The settlement began as a Roman mansion along the Via Julia Augusta. Slowly expanding, it became, in medieval times, a fief of the Clavesana marquis, who was a subject of the Republic of Genoa, to which Cervo had always been faithful. The present character of Cervo dates from these times: 16th-century towers and ramparts still protect the village.

One of its main attractions is the fine baroque church of St. John the Baptist, overlooking the sea. The Romanesque Oratorio di Santa Caterina contain 18th-century frescoes. The medieval Clavesana stronghold hosts the Ethnographic Museum of Western Liguria and the Palazzo Viale-Citati.

Inhabitants used to earn a living from coral fishing in the Corsican and Sardinian seas, in addition to growing olives and seafaring, but the modern economy of Cervo is based on tourism and agriculture.
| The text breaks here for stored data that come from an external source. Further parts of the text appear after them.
//! Price level implementation with FIFO queue
//!
//! A price level contains all orders at a specific price point.
//! Orders are maintained in FIFO (First-In-First-Out) order to enforce
//! time priority per spec §3.11 (Matching Algorithm - Price-Time Priority).

use std::collections::VecDeque;
use types::ids::{AccountId, OrderId};
use types::numeric::Quantity;

/// A price level containing orders at a specific price
///
/// Maintains strict FIFO ordering for time-priority matching.
/// Orders are stored as OrderId references with their quantities.
#[derive(Debug, Clone)]
pub struct PriceLevel {
    /// Queue of orders at this price level (FIFO order)
    orders: VecDeque<OrderEntry>,
    /// Total quantity available at this level
    total_quantity: Quantity,
}

/// Entry in the price level queue
#[derive(Debug, Clone)]
struct OrderEntry {
    order_id: OrderId,
    account_id: AccountId,
    remaining_quantity: Quantity,
}

impl PriceLevel {
    /// Create a new empty price level
    pub fn new() -> Self {
        Self {
            orders: VecDeque::new(),
            total_quantity: Quantity::zero(),
        }
    }

    /// Insert an order at the back of the queue (time priority)
    pub fn insert(&mut self, order_id: OrderId, account_id: AccountId, quantity: Quantity) {
        self.orders.push_back(OrderEntry {
            order_id,
            account_id,
            remaining_quantity: quantity,
        });
        self.total_quantity = self.total_quantity + quantity;
    }

    /// Remove an order from the queue by OrderId
    ///
    /// Returns the remaining quantity of the removed order, or None if not found
    pub fn remove(&mut self, order_id: &OrderId) -> Option<Quantity> {
        // Find and remove the order
        let position = self.orders.iter().position(|entry| &entry.order_id == order_id)?;
        let entry = self.orders.remove(position)?;
        
        // Update total quantity
        self.total_quantity = Quantity::try_new(
            self.total_quantity.as_decimal() - entry.remaining_quantity.as_decimal()
        ).unwrap_or(Quantity::zero());
        
        Some(entry.remaining_quantity)
    }

    /// Peek at the front order without removing it
    ///
    /// Returns (order_id, account_id, quantity)
    pub fn peek_front(&self) -> Option<(OrderId, AccountId, Quantity)> {
        self.orders.front().map(|entry| (entry.order_id, entry.account_id, entry.remaining_quantity))
    }

    /// Pop the front order from the queue
    pub fn pop_front(&mut self) -> Option<(OrderId, Quantity)> {
        let entry = self.orders.pop_front()?;
        
        // Update total quantity
        self.total_quantity = Quantity::try_new(
            self.total_quantity.as_decimal() - entry.remaining_quantity.as_decimal()
        ).unwrap_or(Quantity::zero());
        
        Some((entry.order_id, entry.remaining_quantity))
    }

    /// Update the remaining quantity for the front order
    ///
    /// Used when an order is partially filled. If quantity becomes zero,
    /// the order is automatically removed.
    pub fn update_front_quantity(&mut self, new_quantity: Quantity) -> bool {
        if let Some(entry) = self.orders.front_mut() {
            let old_quantity = entry.remaining_quantity;
            
            if new_quantity.is_zero() {
                // Remove the order if fully filled
                self.orders.pop_front();
            } else {
                entry.remaining_quantity = new_quantity;
            }
            
            // Update total quantity
            self.total_quantity = Quantity::try_new(
                self.total_quantity.as_decimal() - old_quantity.as_decimal() + new_quantity.as_decimal()
            ).unwrap_or(Quantity::zero());
            
            true
        } else {
            false
        }
    }

    /// Check if the price level is empty
    pub fn is_empty(&self) -> bool {
        self.orders.is_empty()
    }

    /// Get the total quantity at this price level
    pub fn total_quantity(&self) -> Quantity {
        self.total_quantity
    }

    /// Get the number of orders at this level
    pub fn order_count(&self) -> usize {
        self.orders.len()
    }
}

impl Default for PriceLevel {
    fn default() -> Self {
        Self::new()
    }
}

#[cfg(test)]
mod tests {
    use super::*;

    #[test]
    fn test_price_level_insert() {
        let mut level = PriceLevel::new();
        let order_id = OrderId::new();
        let account_id = AccountId::new();
        let qty = Quantity::from_str("1.5").unwrap();

        level.insert(order_id, account_id, qty);

        assert_eq!(level.order_count(), 1);
        assert_eq!(level.total_quantity(), qty);
        assert!(!level.is_empty());
    }

    #[test]
    fn test_price_level_fifo_order() {
        let mut level = PriceLevel::new();
        let account_id = AccountId::new();
        let order1 = OrderId::new();
        let order2 = OrderId::new();
        let order3 = OrderId::new();

        level.insert(order1, account_id, Quantity::from_str("1.0").unwrap());
        level.insert(order2, account_id, Quantity::from_str("2.0").unwrap());
        level.insert(order3, account_id, Quantity::from_str("3.0").unwrap());

        // First order should be at front
        let (front_id, _, front_qty) = level.peek_front().unwrap();
        assert_eq!(front_id, order1);
        assert_eq!(front_qty, Quantity::from_str("1.0").unwrap());
    }

    #[test]
    fn test_price_level_remove() {
        let mut level = PriceLevel::new();
        let account_id = AccountId::new();
        let order1 = OrderId::new();
        let order2 = OrderId::new();

        level.insert(order1, account_id, Quantity::from_str("1.0").unwrap());
        level.insert(order2, account_id, Quantity::from_str("2.0").unwrap());

        // Remove middle order
        let removed_qty = level.remove(&order1);
        assert_eq!(removed_qty, Some(Quantity::from_str("1.0").unwrap()));
        assert_eq!(level.order_count(), 1);
        assert_eq!(level.total_quantity(), Quantity::from_str("2.0").unwrap());
    }

    #[test]
    fn test_price_level_pop_front() {
        let mut level = PriceLevel::new();
        let account_id = AccountId::new();
        let order1 = OrderId::new();
        let order2 = OrderId::new();

        level.insert(order1, account_id, Quantity::from_str("1.0").unwrap());
        level.insert(order2, account_id, Quantity::from_str("2.0").unwrap());

        let (popped_id, _) = level.pop_front().unwrap();
        assert_eq!(popped_id, order1);
        assert_eq!(level.order_count(), 1);
    }

    #[test]
    fn test_price_level_update_front_quantity() {
        let mut level = PriceLevel::new();
        let account_id = AccountId::new();
        let order_id = OrderId::new();

        level.insert(order_id, account_id, Quantity::from_str("5.0").unwrap());

        // Partial fill
        level.update_front_quantity(Quantity::from_str("3.0").unwrap());
        assert_eq!(level.total_quantity(), Quantity::from_str("3.0").unwrap());
        assert_eq!(level.order_count(), 1);

        // Complete fill (zero quantity)
        level.update_front_quantity(Quantity::zero());
        assert!(level.is_empty());
        assert_eq!(level.total_quantity(), Quantity::zero());
    }

    #[test]
    fn test_price_level_total_quantity_invariant() {
        let mut level = PriceLevel::new();
        let account_id = AccountId::new();
        
        level.insert(OrderId::new(), account_id, Quantity::from_str("1.5").unwrap());
        level.insert(OrderId::new(), account_id, Quantity::from_str("2.5").unwrap());
        level.insert(OrderId::new(), account_id, Quantity::from_str("3.0").unwrap());

        // Total should be sum of all quantities
        assert_eq!(level.total_quantity(), Quantity::from_str("7.0").unwrap());
    }
}
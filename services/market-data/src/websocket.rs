//! WebSocket streaming layer for the Market Data Service
//!
//! Provides real-time WebSocket feeds for traders subscribing to:
//! - Order book updates (snapshots + deltas)
//! - Trade streams
//! - OHLCV candle updates
//!
//! Implements spec §9.3.8: real-time order book updates and spec §7.1:
//! WebSocket event subscriptions.
//!
//! Flow: subscribe → receive snapshot → receive deltas.

use std::collections::{BTreeMap, BTreeSet};

use serde::{Deserialize, Serialize};

/// Channels available for subscription.
#[derive(Debug, Clone, PartialEq, Eq, Hash, PartialOrd, Ord, Serialize, Deserialize)]
pub enum Channel {
    /// Order book depth updates: `book@{symbol}`
    Book { symbol: String },
    /// Public trade stream: `trades@{symbol}`
    Trades { symbol: String },
    /// OHLCV candle updates: `candles@{symbol}@{timeframe}`
    Candles { symbol: String, timeframe: String },
}

impl Channel {
    /// Parse a channel string into a Channel enum.
    ///
    /// Formats:
    /// - `book@BTC/USDT`
    /// - `trades@BTC/USDT`
    /// - `candles@BTC/USDT@M1`
    pub fn parse(s: &str) -> Option<Self> {
        let parts: Vec<&str> = s.split('@').collect();
        match parts.as_slice() {
            ["book", symbol] => Some(Channel::Book {
                symbol: symbol.to_string(),
            }),
            ["trades", symbol] => Some(Channel::Trades {
                symbol: symbol.to_string(),
            }),
            ["candles", symbol, timeframe] => Some(Channel::Candles {
                symbol: symbol.to_string(),
                timeframe: timeframe.to_string(),
            }),
            _ => None,
        }
    }

    /// Serialize as channel string.
    pub fn to_channel_string(&self) -> String {
        match self {
            Channel::Book { symbol } => format!("book@{}", symbol),
            Channel::Trades { symbol } => format!("trades@{}", symbol),
            Channel::Candles { symbol, timeframe } => {
                format!("candles@{}@{}", symbol, timeframe)
            }
        }
    }
}

/// Client subscription request message.
#[derive(Debug, Clone, Serialize, Deserialize)]
pub struct SubscribeMessage {
    /// Action: "subscribe" or "unsubscribe"
    pub action: String,
    /// Channels to subscribe/unsubscribe to
    pub channels: Vec<String>,
}

/// Server response to a subscription request.
#[derive(Debug, Clone, Serialize, Deserialize)]
pub struct SubscribeResponse {
    pub action: String,
    pub channels: Vec<String>,
    pub success: bool,
    pub error: Option<String>,
}

/// Parse a raw JSON message into a SubscribeMessage.
pub fn parse_subscribe_message(json: &str) -> Option<SubscribeMessage> {
    serde_json::from_str(json).ok()
}

/// Unique client identifier.
pub type ClientId = u64;

/// Tracks per-client state: subscriptions and sequence tracking.
#[derive(Debug, Clone)]
pub struct ClientState {
    pub client_id: ClientId,
    /// Channels this client is subscribed to.
    pub subscriptions: BTreeSet<Channel>,
    /// Last sequence number sent to this client per channel.
    pub last_sequence: BTreeMap<String, u64>,
    /// Whether the client has received the initial snapshot.
    pub snapshot_sent: BTreeSet<Channel>,
    /// Heartbeat tracking: last pong received (Unix nanos).
    pub last_pong: i64,
    /// Whether client is authenticated.
    pub authenticated: bool,
    /// Number of messages sent in current rate limit window.
    pub messages_in_window: u32,
    /// Start of current rate limit window (Unix nanos).
    pub window_start: i64,
}

impl ClientState {
    /// Create a new client state.
    pub fn new(client_id: ClientId, timestamp: i64) -> Self {
        Self {
            client_id,
            subscriptions: BTreeSet::new(),
            last_sequence: BTreeMap::new(),
            snapshot_sent: BTreeSet::new(),
            last_pong: timestamp,
            authenticated: false,
            messages_in_window: 0,
            window_start: timestamp,
        }
    }

    /// Subscribe to a channel.
    pub fn subscribe(&mut self, channel: Channel) {
        self.subscriptions.insert(channel);
    }

    /// Unsubscribe from a channel.
    pub fn unsubscribe(&mut self, channel: &Channel) {
        self.subscriptions.remove(channel);
        self.snapshot_sent.remove(channel);
    }

    /// Check if subscribed to a channel.
    pub fn is_subscribed(&self, channel: &Channel) -> bool {
        self.subscriptions.contains(channel)
    }

    /// Mark that the snapshot has been sent for this channel.
    pub fn mark_snapshot_sent(&mut self, channel: Channel) {
        self.snapshot_sent.insert(channel);
    }

    /// Whether this channel needs a snapshot (subscribed but not yet sent).
    pub fn needs_snapshot(&self, channel: &Channel) -> bool {
        self.subscriptions.contains(channel) && !self.snapshot_sent.contains(channel)
    }

    /// Record a pong from the client.
    pub fn record_pong(&mut self, timestamp: i64) {
        self.last_pong = timestamp;
    }

    /// Check if the client is stale (no pong within timeout).
    pub fn is_stale(&self, now: i64, timeout_nanos: i64) -> bool {
        now - self.last_pong > timeout_nanos
    }

    /// Update the last sequence sent for a channel.
    pub fn update_last_sequence(&mut self, channel_key: String, sequence: u64) {
        self.last_sequence.insert(channel_key, sequence);
    }
}

/// Configuration for the WebSocket server.
#[derive(Debug, Clone)]
pub struct WsConfig {
    /// Heartbeat interval in nanoseconds (default: 30s).
    pub heartbeat_interval_nanos: i64,
    /// Client stale timeout in nanoseconds (default: 90s).
    pub stale_timeout_nanos: i64,
    /// Max messages per client per rate limit window.
    pub rate_limit_max_messages: u32,
    /// Rate limit window duration in nanoseconds (default: 1s).
    pub rate_limit_window_nanos: i64,
    /// Max subscriptions per client.
    pub max_subscriptions_per_client: usize,
}

impl Default for WsConfig {
    fn default() -> Self {
        Self {
            heartbeat_interval_nanos: 30 * 1_000_000_000,
            stale_timeout_nanos: 90 * 1_000_000_000,
            rate_limit_max_messages: 100,
            rate_limit_window_nanos: 1_000_000_000,
            max_subscriptions_per_client: 50,
        }
    }
}

/// Client registry: tracks all connected clients and their subscriptions.
///
/// Uses BTreeMap for deterministic iteration (spec §12).
pub struct ClientRegistry {
    clients: BTreeMap<ClientId, ClientState>,
    next_id: ClientId,
    config: WsConfig,
}

impl ClientRegistry {
    pub fn new(config: WsConfig) -> Self {
        Self {
            clients: BTreeMap::new(),
            next_id: 1,
            config,
        }
    }

    /// Register a new client and return its ID.
    pub fn register(&mut self, timestamp: i64) -> ClientId {
        let id = self.next_id;
        self.next_id += 1;
        self.clients.insert(id, ClientState::new(id, timestamp));
        id
    }

    /// Remove a client (disconnect).
    pub fn disconnect(&mut self, client_id: ClientId) -> Option<ClientState> {
        self.clients.remove(&client_id)
    }

    /// Get a client by ID.
    pub fn get(&self, client_id: ClientId) -> Option<&ClientState> {
        self.clients.get(&client_id)
    }

    /// Get a mutable reference to a client.
    pub fn get_mut(&mut self, client_id: ClientId) -> Option<&mut ClientState> {
        self.clients.get_mut(&client_id)
    }

    /// Subscribe a client to a channel.
    pub fn subscribe(
        &mut self,
        client_id: ClientId,
        channel: Channel,
    ) -> Result<(), String> {
        let max_subs = self.config.max_subscriptions_per_client;
        if let Some(client) = self.clients.get_mut(&client_id) {
            if client.subscriptions.len() >= max_subs {
                return Err(format!(
                    "Max subscriptions ({}) reached",
                    max_subs
                ));
            }
            client.subscribe(channel);
            Ok(())
        } else {
            Err("Client not found".to_string())
        }
    }

    /// Get all clients subscribed to a channel.
    pub fn subscribers(&self, channel: &Channel) -> Vec<ClientId> {
        self.clients
            .iter()
            .filter(|(_, state)| state.is_subscribed(channel))
            .map(|(id, _)| *id)
            .collect()
    }

    /// Check rate limit for a client. Returns true if within limit.
    pub fn check_rate_limit(
        &mut self,
        client_id: ClientId,
        now: i64,
    ) -> bool {
        if let Some(client) = self.clients.get_mut(&client_id) {
            // Reset window if expired
            if now - client.window_start >= self.config.rate_limit_window_nanos {
                client.messages_in_window = 0;
                client.window_start = now;
            }

            if client.messages_in_window < self.config.rate_limit_max_messages {
                client.messages_in_window += 1;
                true
            } else {
                false
            }
        } else {
            false
        }
    }

    /// Find and remove stale clients (no heartbeat response).
    pub fn remove_stale_clients(&mut self, now: i64) -> Vec<ClientId> {
        let timeout = self.config.stale_timeout_nanos;
        let stale: Vec<ClientId> = self
            .clients
            .iter()
            .filter(|(_, state)| state.is_stale(now, timeout))
            .map(|(id, _)| *id)
            .collect();

        for id in &stale {
            self.clients.remove(id);
        }

        stale
    }

    /// Number of connected clients.
    pub fn client_count(&self) -> usize {
        self.clients.len()
    }

    /// All connected client IDs.
    pub fn client_ids(&self) -> Vec<ClientId> {
        self.clients.keys().copied().collect()
    }
}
Cervo's connections with classical music date from to 1964, when the International Chamber Music Festival of Cervo was established by the Hungarian violinist Sandor Vegh. The event has been held every summer ever since. Music master classes – Accademia di Cervo – are held in September, and a guitar academy is held in June.

==Twin towns/sister cities==
Cervo is twinned with:

- Cervo, Lugo, Spain (2008)

==In popular culture==
Part of the 1993 German film Stalingrad was filmed in Cervo.